IPDetective started as a hobby project for my other hobby projects :) and I decided to wrap a simple website around and offer it as a service.
Let me know what your thoughts, if you find value in this service or if you have any feature requests.
There are a few sites I could use this for, but some of them would also end up sending private customer ips for lookups, and for that reason I just manually check the suspicious ones and manually don't look up the ones I know have passed the 'already a member and human not hacker' gate.
I keep look for something I can just add lists to my server and check against that, but not going to spend thousands on it.
Also from a performance perspective, I can't do hundreds of millions of requests a month over the wire. That just a waste.
Also IPDetective can be used just as a detection solution rather than a prevention solution.
Sometimes I use it against my nginx access logs and see how much of my traffic could be from bots.
> I keep look for something I can just add lists to my server and check against that, but not going to spend thousands on it.
What do you mean by this? Like having the ability to create your own deny/black list of ip addresses and then you can validate against it?
> What do you mean by this? Like having the ability to create your own deny/black list of ip addresses and then you can validate against it?
They want to download your database and run queries on it locally, rather than call your API. This way they don't share data with you and don't need to worry about your data practices.
Do you have any data showing your service is better/more accurate/better false positive rate than competing offerings?
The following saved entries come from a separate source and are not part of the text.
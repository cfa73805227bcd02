use serde::{Deserialize, Serialize};
use std::fs;
use std::path::{Path, PathBuf};

use super::{SettingsError, Theme};

#[derive(Debug, Clone, PartialEq, Serialize, Deserialize)]
pub struct Settings {
    #[serde(default)]
    pub theme: Theme,
    /// JSON product catalog. The built-in sample is used when unset.
    #[serde(default, skip_serializing_if = "Option::is_none")]
    pub catalog_path: Option<PathBuf>,
}

impl Default for Settings {
    fn default() -> Self {
        Self {
            theme: Theme::Light,
            catalog_path: None,
        }
    }
}

impl Settings {
    /// Get the platform-specific settings directory
    pub fn settings_dir() -> Result<PathBuf, SettingsError> {
        let config_dir = if cfg!(any(target_os = "windows", target_os = "macos")) {
            // Windows: %APPDATA%\umkm-storefront
            // macOS: ~/Library/Application Support/umkm-storefront
            dirs::config_dir()
                .ok_or(SettingsError::NoConfigDir)?
                .join("umkm-storefront")
        } else {
            // Linux/Unix: $HOME/.umkm-storefront
            dirs::home_dir()
                .ok_or(SettingsError::NoConfigDir)?
                .join(".umkm-storefront")
        };

        Ok(config_dir)
    }

    /// Get the full path to the settings file
    pub fn settings_path() -> Result<PathBuf, SettingsError> {
        Ok(Self::settings_dir()?.join("settings.toml"))
    }

    /// Load settings from the config file
    pub fn load() -> Result<Self, SettingsError> {
        Self::load_from(&Self::settings_path()?)
    }

    /// Save settings to the config file
    pub fn save(&self) -> Result<(), SettingsError> {
        self.save_to(&Self::settings_path()?)
    }

    pub fn load_from(path: &Path) -> Result<Self, SettingsError> {
        if !path.exists() {
            return Ok(Self::default());
        }

        let contents = fs::read_to_string(path).map_err(SettingsError::Read)?;
        let settings = toml::from_str(&contents)?;

        Ok(settings)
    }

    pub fn save_to(&self, path: &Path) -> Result<(), SettingsError> {
        if let Some(dir) = path.parent() {
            if !dir.exists() {
                fs::create_dir_all(dir).map_err(SettingsError::Write)?;
            }
        }

        let contents = toml::to_string_pretty(self)?;
        fs::write(path, contents).map_err(SettingsError::Write)?;

        // Read/write for owner only
        #[cfg(unix)]
        {
            use std::os::unix::fs::PermissionsExt;
            let mut perms = fs::metadata(path).map_err(SettingsError::Write)?.permissions();
            perms.set_mode(0o600);
            fs::set_permissions(path, perms).map_err(SettingsError::Write)?;
        }

        Ok(())
    }
}

#[cfg(test)]
mod tests {
    use super::*;

    #[test]
    fn test_default_settings() {
        let settings = Settings::default();
        assert_eq!(settings.theme, Theme::Light);
        assert_eq!(settings.catalog_path, None);
    }

    #[test]
    fn test_missing_file_gives_defaults() {
        let dir = tempfile::tempdir().unwrap();
        let settings = Settings::load_from(&dir.path().join("settings.toml")).unwrap();
        assert_eq!(settings, Settings::default());
    }

    #[test]
    fn test_save_then_load() {
        let dir = tempfile::tempdir().unwrap();
        let path = dir.path().join("nested").join("settings.toml");

        let settings = Settings {
            theme: Theme::Dark,
            catalog_path: Some(PathBuf::from("/srv/catalog.json")),
        };
        settings.save_to(&path).unwrap();

        let loaded = Settings::load_from(&path).unwrap();
        assert_eq!(loaded, settings);

        #[cfg(unix)]
        {
            use std::os::unix::fs::PermissionsExt;
            let mode = fs::metadata(&path).unwrap().permissions().mode();
            assert_eq!(mode & 0o777, 0o600);
        }
    }

    #[test]
    fn test_partial_file_fills_defaults() {
        let dir = tempfile::tempdir().unwrap();
        let path = dir.path().join("settings.toml");
        fs::write(&path, "theme = \"dark\"\n").unwrap();

        let loaded = Settings::load_from(&path).unwrap();
        assert_eq!(loaded.theme, Theme::Dark);
        assert_eq!(loaded.catalog_path, None);
    }

    #[test]
    fn test_invalid_file_is_parse_error() {
        let dir = tempfile::tempdir().unwrap();
        let path = dir.path().join("settings.toml");
        fs::write(&path, "theme = \"sepia\"\n").unwrap();

        let err = Settings::load_from(&path).unwrap_err();
        assert!(matches!(err, SettingsError::Parse(_)));
    }
}
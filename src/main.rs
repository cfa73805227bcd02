use dioxus::prelude::*;
use tracing::{debug, error, info, warn, Level};

mod components;
mod utils;

use components::{Header, ProductGrid};
use utils::{Catalog, Product, Settings, Theme};

const TAILWIND_CSS: Asset = asset!("/assets/tailwind.css");

fn main() {
    if let Err(e) = dioxus::logger::init(Level::INFO) {
        eprintln!("Failed to initialize logger: {}", e);
    }
    dioxus::launch(App);
}

/// Load the configured catalog, falling back to the built-in sample.
async fn load_catalog(settings: Settings) -> Vec<Product> {
    let Some(path) = settings.catalog_path else {
        return Catalog::sample();
    };

    let shown = path.display().to_string();
    match tokio::task::spawn_blocking(move || Catalog::load_from(&path)).await {
        Ok(Ok(products)) => {
            info!(count = products.len(), path = %shown, "loaded catalog");
            products
        }
        Ok(Err(e)) => {
            error!("{}; using sample catalog", e);
            Catalog::sample()
        }
        Err(e) => {
            error!("catalog load task failed: {}; using sample catalog", e);
            Catalog::sample()
        }
    }
}

#[component]
fn App() -> Element {
    // Load settings from disk on startup
    let mut app_settings = use_signal(|| {
        Settings::load().unwrap_or_else(|e| {
            warn!("Failed to load settings: {}", e);
            Settings::default()
        })
    });

    let mut theme = use_signal(|| app_settings.read().theme);

    let catalog = use_resource(move || {
        let settings = app_settings.peek().clone();
        load_catalog(settings)
    });

    // Handler for toggling dark/light mode
    let toggle_mode = move |_| {
        let new_theme: Theme = theme.read().toggled();
        theme.set(new_theme);

        let mut settings = app_settings.write();
        settings.theme = new_theme;
        if let Err(e) = settings.save() {
            warn!("Failed to save theme: {}", e);
        }
    };

    let on_buy = move |product: Product| {
        debug!(product = %product.name, umkm_id = product.umkm_id, "buy clicked");
    };

    let on_detail = move |product: Product| {
        debug!(product = %product.name, umkm_id = product.umkm_id, "detail clicked");
    };

    let products = catalog.read().clone();
    let product_count = products.as_ref().map(Vec::len).unwrap_or(0);
    let root_class = theme.read().root_class();

    rsx! {
        document::Link { rel: "stylesheet", href: TAILWIND_CSS }

        div {
            class: "{root_class}",

            div {
                class: "font-inter antialiased min-h-screen bg-neutral-50 dark:bg-neutral-950 text-neutral-900 dark:text-neutral-100",

                Header {
                    theme,
                    product_count,
                    on_toggle_mode: toggle_mode,
                }

                main {
                    class: "max-w-7xl mx-auto px-4 sm:px-6 lg:px-8 py-8",

                    match products {
                        Some(products) => rsx! {
                            ProductGrid {
                                products,
                                on_buy,
                                on_detail,
                            }
                        },
                        None => rsx! {
                            div {
                                class: "flex items-center justify-center py-24 text-neutral-400",
                                "Memuat produk..."
                            }
                        },
                    }
                }
            }
        }
    }
}

#[cfg(test)]
mod tests {
    use super::*;
    use std::fs;

    #[tokio::test]
    async fn test_load_catalog_from_configured_path() {
        let dir = tempfile::tempdir().unwrap();
        let path = dir.path().join("catalog.json");
        fs::write(
            &path,
            r#"[{"name":"Sambal Roa","price":45000,"umkmName":"Dapur Manado","umkmId":9,"umkmCategory":"Kuliner","umkmRating":4.9}]"#,
        )
        .unwrap();

        let settings = Settings {
            catalog_path: Some(path),
            ..Settings::default()
        };
        let products = load_catalog(settings).await;
        assert_eq!(products.len(), 1);
        assert_eq!(products[0].name, "Sambal Roa");
    }

    #[tokio::test]
    async fn test_load_catalog_falls_back_to_sample() {
        let dir = tempfile::tempdir().unwrap();
        let settings = Settings {
            catalog_path: Some(dir.path().join("missing.json")),
            ..Settings::default()
        };
        assert_eq!(load_catalog(settings).await, Catalog::sample());
        assert_eq!(load_catalog(Settings::default()).await, Catalog::sample());
    }
}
>IPDetective collects data from about 60+ different sources such as official cloud provider endpoints and public VPN/Proxy/Tor/Bot net lists.
Are you on the up and up with all those public sources? I'm not sure which ones you're sourcing, but many do not allow commercial use, resale, or at the very least have some attribution clause to keep security companies from mooching off crowdsourced data.
>No, currently IPDetective does not support ipv6 addresses. However this feature is on the road map.
That's a major shortcoming in 2022.
Finally, as itake pointed out bellow, I'm not giving you my email just to run a simple test query and see what the results look like.
>Do you have any data showing your service is better/more accurate/better false positive rate than competing offerings
I have signed up to some of the competitors and my service averaged about 20ms per request for a single IP address. From the competition it was typically around 200ms to 300ms. Regarding better false positives that would be rather hard to do.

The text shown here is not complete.